FIG. 1 is a schematic sectional view of a coated member of the present invention.

FIG. 2 is a schematic view of an atomic beam generator used in the method for producing a coated member of the present invention. FIG. 3 is a graph showing the maximum flank wear width of each sample after a cutting test.

 [Figure 4] Photomicrographs of the cutting edge of each sample after the cutting test are shown, (A) without a thin film, (B) with a thin film formed with oxygen, and (C) with a thin film formed with fluorine. Things.

Explanation of symbols

 1 Substrate 2 Thin film

 10 Vacuum container 10A First area 10B Second area 10C Third area

 101 molecular beam valve 102 nozzle 103 entrance window 104 mirror

 105 Base material Honoreda 106 QCM 107 QMS

 20 X-ray analyzer 201 X-ray source 202 DP-CMA

 30 Transfer chamber 301 Transfer rod

Claims

The scope of the claims

 [1] A coated member having a thin film formed on a substrate surface,

 The substrate is made of diamond, cemented carbide or cermet,

 The thin film is constituted by at least one kind of force selected from the group consisting of carbides, nitrides, carbonitrides, fluorine and oxygen of group 4a elements in the periodic table,

 The coating material is characterized in that the thickness of the thin film is 1100 atoms in the number of atoms constituting the thin film.

 2. The thin film according to claim 1, wherein the thin film has at least one kind of force selected from a group force consisting of carbides, nitrides, carbonitrides, fluorine, and oxygen of Ti. Covering member.

 3. The thin film according to claim 1, wherein the thin film includes a first layer on a substrate made of carbide, nitride or carbonitride of Ti, and an uppermost layer made of fluorine or oxygen. 14. The covering member according to any one of the above.

[4] the thin film has a layer composed of oxygen,

 2. The covering member according to claim 1, wherein at least one type of H Ar is not substantially detected in the oxygen layer when analyzed by XPS.

[5] the thin film has a layer composed of a material other than oxygen,

 2. The covering member according to claim 1, wherein at least one kind of 0 H Ar is not substantially detected in the non-oxygen layer when analyzed by XPS.

[6] The base material is diamond,

 2. The coating member according to claim 1, wherein the surface roughness of the thin film is 10 or less in Rmax.

[7] The base material is a cemented carbide or cermet,

 2. The covering member according to claim 1, wherein the surface roughness of the thin film is not less than 0.2 μm and not more than 1 μm in Rmax.

[8] The coated member according to claim 1, wherein the base material is diamond, and the diamond is a single crystal.

[9] Supply the raw material gas of the thin film into a vacuum chamber maintained at a predetermined degree of vacuum, This raw material gas is irradiated with a laser to generate an atomic beam having no charge, and the atomic beam is irradiated onto a diamond, cemented carbide or cermet base material, thereby forming carbides and nitrides of Group 4a elements of the periodic table.

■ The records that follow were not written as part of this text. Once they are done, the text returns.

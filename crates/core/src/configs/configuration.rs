use std::path::{Path, PathBuf};

use indexmap::IndexMap;
use schemars::JsonSchema;
use serde::{Deserialize, Deserializer, Serialize};
use serde_json::Value;

use crate::configs::tasks::RawTaskDefinition;
use crate::types::{ApexError, ApexResult};

/// Default configuration file name searched for by the CLI
pub const DEFAULT_CONFIG_FILE: &str = "apex.yaml";

/// One document of an `apex.yaml` file
#[derive(Debug, Clone, Default, PartialEq, Serialize, Deserialize, JsonSchema)]
#[serde(rename_all = "camelCase")]
pub struct Configuration {
    /// Path of the specification handed to code generators
    #[serde(default, skip_serializing_if = "Option::is_none")]
    pub spec: Option<String>,
    /// Free-form values, exposed to tasks as `apex_config_*` variables
    #[serde(
        default,
        deserialize_with = "null_as_default",
        skip_serializing_if = "IndexMap::is_empty"
    )]
    pub config: IndexMap<String, Value>,
    /// Plugin module references, in the order they run
    #[serde(
        default,
        deserialize_with = "null_as_default",
        skip_serializing_if = "Vec::is_empty"
    )]
    pub plugins: Vec<String>,
    /// Output path -> generator target
    #[serde(
        default,
        deserialize_with = "null_as_default",
        skip_serializing_if = "IndexMap::is_empty"
    )]
    pub generates: IndexMap<String, Option<Target>>,
    /// Raw task keys (possibly carrying `name > deps` shorthand) -> definitions
    #[serde(
        default,
        deserialize_with = "null_as_default",
        skip_serializing_if = "IndexMap::is_empty"
    )]
    pub tasks: IndexMap<String, Option<RawTaskDefinition>>,
}

/// A code generation target. Opaque to the task engine.
#[derive(Debug, Clone, Default, PartialEq, Serialize, Deserialize, JsonSchema)]
#[serde(rename_all = "camelCase")]
pub struct Target {
    pub module: String,
    #[serde(default, skip_serializing_if = "Option::is_none")]
    pub visitor_class: Option<String>,
    #[serde(default, skip_serializing_if = "Option::is_none")]
    pub if_not_exists: Option<bool>,
    #[serde(default, skip_serializing_if = "Option::is_none")]
    pub executable: Option<bool>,
    #[serde(default, skip_serializing_if = "Option::is_none")]
    pub config: Option<IndexMap<String, Value>>,
    #[serde(default, skip_serializing_if = "Option::is_none")]
    pub run_after: Option<Vec<RunAfterCommand>>,
}

#[derive(Debug, Clone, Default, PartialEq, Serialize, Deserialize, JsonSchema)]
#[serde(rename_all = "camelCase")]
pub struct RunAfterCommand {
    pub command: String,
    #[serde(default, skip_serializing_if = "Option::is_none")]
    pub dir: Option<String>,
}

fn null_as_default<'de, D, T>(deserializer: D) -> Result<T, D::Error>
where
    D: Deserializer<'de>,
    T: Deserialize<'de> + Default,
{
    Ok(Option::<T>::deserialize(deserializer)?.unwrap_or_default())
}

/// Parse every YAML document in `yaml_str`. Empty documents are skipped.
pub fn parse_config_yaml(yaml_str: &str) -> ApexResult<Vec<Configuration>> {
    let mut configs = Vec::new();
    for document in serde_yaml::Deserializer::from_str(yaml_str) {
        if let Some(config) = Option::<Configuration>::deserialize(document)? {
            configs.push(config);
        }
    }
    Ok(configs)
}

/// Read and parse a configuration file
pub fn load_config_file(path: &Path) -> ApexResult<Vec<Configuration>> {
    let content = std::fs::read_to_string(path).map_err(|e| {
        ApexError::Config(format!("Failed to read config {}: {}", path.display(), e))
    })?;

    parse_config_yaml(&content).map_err(|e| {
        ApexError::Config(format!("Failed to parse config {}: {}", path.display(), e))
    })
}

/// Look for `file_name` in `start_dir` and then in each of its ancestors.
pub fn find_config_file(start_dir: &Path, file_name: &str) -> Option<PathBuf> {
    start_dir
        .ancestors()
        .map(|dir| dir.join(file_name))
        .find(|candidate| candidate.is_file())
}

#[cfg(test)]
mod tests {
    use super::*;
    use crate::configs::tasks::TaskDefinition;

    #[test]
    fn test_parse_single_document() {
        let configs = parse_config_yaml(
            r#"
spec: spec.axdl
config:
  package: example
  version: 3
plugins:
  - ./plugin.ts
generates:
  src/lib.rs:
    module: rust.ts
    visitorClass: RustBasic
tasks:
  build:
    - cargo build
  "test > build":
    description: Run tests
    cmds: [cargo test]
"#,
        )
        .unwrap();

        assert_eq!(configs.len(), 1);
        let config = &configs[0];
        assert_eq!(config.spec.as_deref(), Some("spec.axdl"));
        assert_eq!(config.config["package"], Value::from("example"));
        assert_eq!(config.config["version"], Value::from(3));
        assert_eq!(config.plugins, vec!["./plugin.ts".to_string()]);

        let target = config.generates["src/lib.rs"].as_ref().unwrap();
        assert_eq!(target.module, "rust.ts");
        assert_eq!(target.visitor_class.as_deref(), Some("RustBasic"));

        let keys: Vec<_> = config.tasks.keys().cloned().collect();
        assert_eq!(keys, vec!["build".to_string(), "test > build".to_string()]);
        assert_eq!(
            config.tasks["test > build"],
            Some(RawTaskDefinition::Definition(TaskDefinition {
                description: Some("Run tests".to_string()),
                cmds: Some(vec!["cargo test".to_string()]),
                deps: None,
                runner: None,
            }))
        );
    }

    #[test]
    fn test_parse_multiple_documents_skips_empty_ones() {
        let configs = parse_config_yaml(
            "spec: one.axdl\n---\n---\nspec: two.axdl\ntasks:\n  dep:\n",
        )
        .unwrap();

        assert_eq!(configs.len(), 2);
        assert_eq!(configs[0].spec.as_deref(), Some("one.axdl"));
        assert_eq!(configs[1].spec.as_deref(), Some("two.axdl"));
        assert_eq!(configs[1].tasks["dep"], None);
    }

    #[test]
    fn test_null_sections_default_to_empty() {
        let configs = parse_config_yaml("config:\ntasks:\ngenerates:\n").unwrap();
        assert!(configs[0].config.is_empty());
        assert!(configs[0].tasks.is_empty());
        assert!(configs[0].generates.is_empty());
    }

    #[test]
    fn test_find_config_file_walks_up() {
        let temp_dir = tempfile::tempdir().unwrap();
        let root = temp_dir.path();
        let nested = root.join("a").join("b");
        std::fs::create_dir_all(&nested).unwrap();
        std::fs::write(root.join(DEFAULT_CONFIG_FILE), "tasks: {}\n").unwrap();

        let found = find_config_file(&nested, DEFAULT_CONFIG_FILE).unwrap();
        assert_eq!(found, root.join(DEFAULT_CONFIG_FILE));
        assert!(find_config_file(&nested, "missing.yaml").is_none());
    }

    #[test]
    fn test_load_config_file_reports_path() {
        let temp_dir = tempfile::tempdir().unwrap();
        let path = temp_dir.path().join("apex.yaml");
        std::fs::write(&path, "tasks: [not, a, map]\n").unwrap();

        let err = load_config_file(&path).unwrap_err();
        assert!(err.to_string().contains("Failed to parse config"));
        assert!(err.to_string().contains("apex.yaml"));
    }

    #[test]
    fn test_unreadable_config_is_a_config_error() {
        let temp_dir = tempfile::tempdir().unwrap();
        let path = temp_dir.path().join("absent.yaml");

        let err = load_config_file(&path).unwrap_err();
        assert!(matches!(err, ApexError::Config(ref message) if message.contains("absent.yaml")));
        assert!(err.to_string().starts_with("Configuration error: Failed to read config"));
    }
}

A method for producing a covering member, comprising: forming a thin film composed of at least one member selected from the group consisting of materials, carbonitrides, fluorine, and oxygen.

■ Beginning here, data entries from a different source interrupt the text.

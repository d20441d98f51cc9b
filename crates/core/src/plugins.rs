//! Seams to the external plugin and code generation pipelines
//!
//! Both pipelines live outside this crate. The task engine only needs an
//! addon configuration from the plugin pipeline and a way to run the
//! generator for the reserved `generate` task. The `External*` implementations
//! talk to a helper program over stdin/stdout with JSON-encoded configurations.

use std::path::Path;
use std::process::Stdio;

use async_trait::async_trait;
use tokio::io::AsyncWriteExt;
use tokio::process::Command;

use crate::configs::Configuration;
use crate::platform::exit_status_code;
use crate::types::{ApexError, ApexResult};

/// Computes plugin-derived configuration for a user configuration
#[async_trait]
pub trait PluginPipeline: Send + Sync {
    async fn process(&self, config: &Configuration, base_dir: &Path) -> ApexResult<Configuration>;
}

/// Runs code generation for a configuration
#[async_trait]
pub trait CodeGenerator: Send + Sync {
    async fn generate(&self, config: &Configuration, base_dir: &Path) -> ApexResult<()>;
}

/// Plugin pipeline that contributes nothing
#[derive(Debug, Default, Clone, Copy)]
pub struct NoPlugins;

#[async_trait]
impl PluginPipeline for NoPlugins {
    async fn process(&self, config: &Configuration, _base_dir: &Path) -> ApexResult<Configuration> {
        if !config.plugins.is_empty() {
            tracing::warn!(
                plugins = config.plugins.len(),
                "configuration lists plugins but no plugin host is configured; skipping them"
            );
        }
        Ok(Configuration::default())
    }
}

/// Generator used when none is configured
#[derive(Debug, Default, Clone, Copy)]
pub struct NoGenerator;

#[async_trait]
impl CodeGenerator for NoGenerator {
    async fn generate(&self, _config: &Configuration, _base_dir: &Path) -> ApexResult<()> {
        Err(ApexError::Collaborator(
            "no code generator configured".to_string(),
        ))
    }
}

/// Helper program invocation: `program args...`
#[derive(Debug, Clone, PartialEq, Eq)]
pub struct ExternalProgram {
    pub program: String,
    pub args: Vec<String>,
}

impl ExternalProgram {
    /// Split a command line such as `"deno run plugins.ts"` on whitespace
    pub fn parse(command_line: &str) -> Option<Self> {
        let mut parts = command_line.split_whitespace().map(str::to_string);
        let program = parts.next()?;
        Some(Self {
            program,
            args: parts.collect(),
        })
    }

    /// Feed `input` on stdin and wait for exit. Stdout is returned only when `capture_stdout`.
    async fn run(
        &self,
        base_dir: &Path,
        input: &[u8],
        capture_stdout: bool,
    ) -> ApexResult<Vec<u8>> {
        let mut command = Command::new(&self.program);
        command
            .args(&self.args)
            .current_dir(base_dir)
            .stdin(Stdio::piped())
            .stdout(if capture_stdout {
                Stdio::piped()
            } else {
                Stdio::inherit()
            });

        let mut child = command.spawn().map_err(|e| {
            ApexError::Collaborator(format!("Failed to start '{}': {}", self.program, e))
        })?;

        // Stdin is written while stdout is drained.
        let stdin = child.stdin.take();
        let write_input = async move {
            if let Some(mut stdin) = stdin {
                if let Err(e) = stdin.write_all(input).await {
                    // The helper may exit without reading its input; its exit status decides.
                    if e.kind() != std::io::ErrorKind::BrokenPipe {
                        return Err(e);
                    }
                }
            }
            Ok(())
        };

        let (written, output) = tokio::join!(write_input, child.wait_with_output());
        let output = output?;
        written?;

        if !output.status.success() {
            return Err(ApexError::Collaborator(format!(
                "'{}' failed with exit code: {}",
                self.program,
                exit_status_code(output.status)
            )));
        }

        Ok(output.stdout)
    }
}

/// Plugin pipeline backed by a helper program.
///
/// The program receives the configuration as JSON on stdin and prints the
/// plugin-computed configuration as JSON on stdout.
#[derive(Debug, Clone)]
pub struct ExternalPluginHost {
    pub program: ExternalProgram,
}

impl ExternalPluginHost {
    pub fn new(program: ExternalProgram) -> Self {
        Self { program }
    }
}

#[async_trait]
impl PluginPipeline for ExternalPluginHost {
    async fn process(&self, config: &Configuration, base_dir: &Path) -> ApexResult<Configuration> {
        if config.plugins.is_empty() {
            return Ok(Configuration::default());
        }

        tracing::info!(
            host = %self.program.program,
            plugins = ?config.plugins,
            "running configuration plugins"
        );
        let input = serde_json::to_vec(config)?;
        let stdout = self.program.run(base_dir, &input, true).await?;
        Ok(serde_json::from_slice(&stdout)?)
    }
}

/// Code generator backed by a helper program reading the configuration as JSON on stdin
#[derive(Debug, Clone)]
pub struct ExternalGenerator {
    pub program: ExternalProgram,
}

impl ExternalGenerator {
    pub fn new(program: ExternalProgram) -> Self {
        Self { program }
    }
}

#[async_trait]
impl CodeGenerator for ExternalGenerator {
    async fn generate(&self, config: &Configuration, base_dir: &Path) -> ApexResult<()> {
        tracing::info!(generator = %self.program.program, "running code generation");
        let input = serde_json::to_vec(config)?;
        self.program.run(base_dir, &input, false).await?;
        Ok(())
    }
}
//! Precedence-sensitive merging of user and plugin configuration
//!
//! The user-authored configuration always wins. A plugin value only lands in
//! the result when the user left the key unset, meaning absent, `null` or the
//! empty string. Falsy but defined values such as `false` or `0` are kept.

use indexmap::IndexMap;
use serde_json::Value;

use crate::configs::{Configuration, Target};

/// Values that can be "unset" and therefore filled in by a lower-precedence source
pub trait Unset {
    fn is_unset(&self) -> bool;
}

impl Unset for Value {
    fn is_unset(&self) -> bool {
        match self {
            Value::Null => true,
            Value::String(s) => s.is_empty(),
            _ => false,
        }
    }
}

impl Unset for Option<Target> {
    fn is_unset(&self) -> bool {
        self.is_none()
    }
}

/// Merge `addon` into `base` with first-non-empty-wins precedence.
///
/// Keys of both maps are trimmed first, so `" name "` and `"name"` are the same entry.
/// Base entries keep their position; keys only the addon has are appended in addon order.
pub fn merge_maps<V>(
    base: &IndexMap<String, V>,
    addon: &IndexMap<String, V>,
) -> IndexMap<String, V>
where
    V: Unset + Clone,
{
    let mut merged: IndexMap<String, V> = base
        .iter()
        .map(|(key, value)| (key.trim().to_string(), value.clone()))
        .collect();

    for (key, value) in addon {
        let key = key.trim();
        let is_base_unset = merged.get(key).map(Unset::is_unset).unwrap_or(true);
        if is_base_unset {
            merged.insert(key.to_string(), value.clone());
        }
    }

    merged
}

/// Combine the user configuration (`base`) with a plugin-computed one (`addon`).
///
/// Only `config` and `generates` are merged. `tasks` is returned exactly as the
/// user wrote it: raw keys may still carry `name > deps` shorthand, so task
/// precedence is resolved after parsing by [`crate::tasks::TaskSet::merge_missing`].
pub fn merge_configurations(base: &Configuration, addon: &Configuration) -> Configuration {
    Configuration {
        spec: base.spec.clone(),
        config: merge_maps(&base.config, &addon.config),
        plugins: base.plugins.clone(),
        generates: merge_maps(&base.generates, &addon.generates),
        tasks: base.tasks.clone(),
    }
}
//! Execution planning
//!
//! Walks the task graph exactly like the executor does, without spawning
//! anything, and records what would happen in order.

use std::fmt;

use crate::execution::runner::requested_roots;
use crate::execution::visits::Visits;
use crate::tasks::{TaskSet, GENERATE_TASK};
use crate::types::{ApexError, ApexResult};

#[derive(Debug, Clone, PartialEq, Eq)]
pub enum PlanStep {
    /// A defined task runs its commands
    Task(String),
    /// The reserved `generate` task hands off to the code generator
    Generate,
    /// An undefined task is skipped (only when missing tasks are not fatal)
    Skipped(String),
}

impl fmt::Display for PlanStep {
    fn fmt(&self, f: &mut fmt::Formatter<'_>) -> fmt::Result {
        match self {
            PlanStep::Task(name) => f.write_str(name),
            PlanStep::Generate => write!(f, "{} (code generation)", GENERATE_TASK),
            PlanStep::Skipped(name) => write!(f, "{} (not defined, skipped)", name),
        }
    }
}

/// Resolve the steps `run_tasks` would take for `requested`
pub fn plan_tasks(
    tasks: &TaskSet,
    requested: &[String],
    task_not_found_is_fatal: bool,
) -> ApexResult<Vec<PlanStep>> {
    let mut visits = Visits::new();
    let mut steps = Vec::new();

    for name in requested_roots(tasks, requested, task_not_found_is_fatal)? {
        visit(tasks, &name, task_not_found_is_fatal, &mut visits, &mut steps)?;
    }

    Ok(steps)
}

fn visit(
    tasks: &TaskSet,
    name: &str,
    task_not_found_is_fatal: bool,
    visits: &mut Visits,
    steps: &mut Vec<PlanStep>,
) -> ApexResult<()> {
    if !visits.enter(name)? {
        return Ok(());
    }

    match tasks.get(name) {
        Some(task) => {
            for dep in &task.deps {
                visit(tasks, dep, task_not_found_is_fatal, visits, steps)?;
            }
            steps.push(PlanStep::Task(name.to_string()));
        }
        None if name == GENERATE_TASK => steps.push(PlanStep::Generate),
        None if task_not_found_is_fatal => return Err(ApexError::TaskNotFound(name.to_string())),
        None => steps.push(PlanStep::Skipped(name.to_string())),
    }

    visits.leave(name);
    Ok(())
}

#[cfg(test)]
mod tests {
    use super::*;
    use crate::configs::RawTaskDefinition;
    use crate::tasks::parse_tasks;
    use indexmap::IndexMap;

    fn tasks(keys: &[&str]) -> TaskSet {
        let raw: IndexMap<String, Option<RawTaskDefinition>> = keys
            .iter()
            .map(|key| (key.to_string(), Some(RawTaskDefinition::Commands(Vec::new()))))
            .collect();
        parse_tasks(&raw)
    }

    fn task_steps(names: &[&str]) -> Vec<PlanStep> {
        names.iter().map(|n| PlanStep::Task(n.to_string())).collect()
    }

    #[test]
    fn test_plan_orders_dependencies_first() {
        let set = tasks(&["all > clean generate build", "clean", "build > clean"]);

        let steps = plan_tasks(&set, &["all".to_string()], true).unwrap();

        assert_eq!(
            steps,
            vec![
                PlanStep::Task("clean".to_string()),
                PlanStep::Generate,
                PlanStep::Task("build".to_string()),
                PlanStep::Task("all".to_string()),
            ]
        );
    }

    #[test]
    fn test_plan_uses_default_task() {
        let set = tasks(&["build", "test > build"]);
        assert_eq!(plan_tasks(&set, &[], false).unwrap(), task_steps(&["build"]));
    }

    #[test]
    fn test_plan_repeated_roots_are_visited_once() {
        let set = tasks(&["build", "test > build"]);
        let requested = vec!["test".to_string(), "build".to_string(), "test".to_string()];
        assert_eq!(
            plan_tasks(&set, &requested, true).unwrap(),
            task_steps(&["build", "test"])
        );
    }

    #[test]
    fn test_plan_missing_tasks() {
        let set = tasks(&["build > lint"]);

        assert!(matches!(
            plan_tasks(&set, &["build".to_string()], true),
            Err(ApexError::TaskNotFound(name)) if name == "lint"
        ));
        assert_eq!(
            plan_tasks(&set, &["build".to_string()], false).unwrap(),
            vec![
                PlanStep::Skipped("lint".to_string()),
                PlanStep::Task("build".to_string()),
            ]
        );
    }

    #[test]
    fn test_plan_reports_cycles() {
        let set = tasks(&["a > b", "b > c", "c > a"]);
        let err = plan_tasks(&set, &["a".to_string()], true).unwrap_err();
        assert_eq!(
            err.to_string(),
            "Circular task dependency detected: a -> b -> c -> a"
        );
    }

    #[test]
    fn test_plan_step_display() {
        assert_eq!(PlanStep::Task("build".to_string()).to_string(), "build");
        assert_eq!(PlanStep::Generate.to_string(), "generate (code generation)");
        assert_eq!(
            PlanStep::Skipped("lint".to_string()).to_string(),
            "lint (not defined, skipped)"
        );
    }
}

[10] Supply of raw material gas into the vacuum chamber is performed intermittently.

 The production of a coated member according to claim 9, wherein a laser beam synchronized with the supply of the source gas is applied to the source gas supplied into the vacuum chamber to generate an atom beam having no charge. Method.

[11] The method according to claim 9 or 10, wherein the energy of the atomic beam is 3 to 20 eV.

[12] The claims ninth Koma other, characterized in that a ^{1 X 10- 4 ~1 X 10- 8} Pa the pressure in the vacuum chamber producing method of the covering member according to Section 10.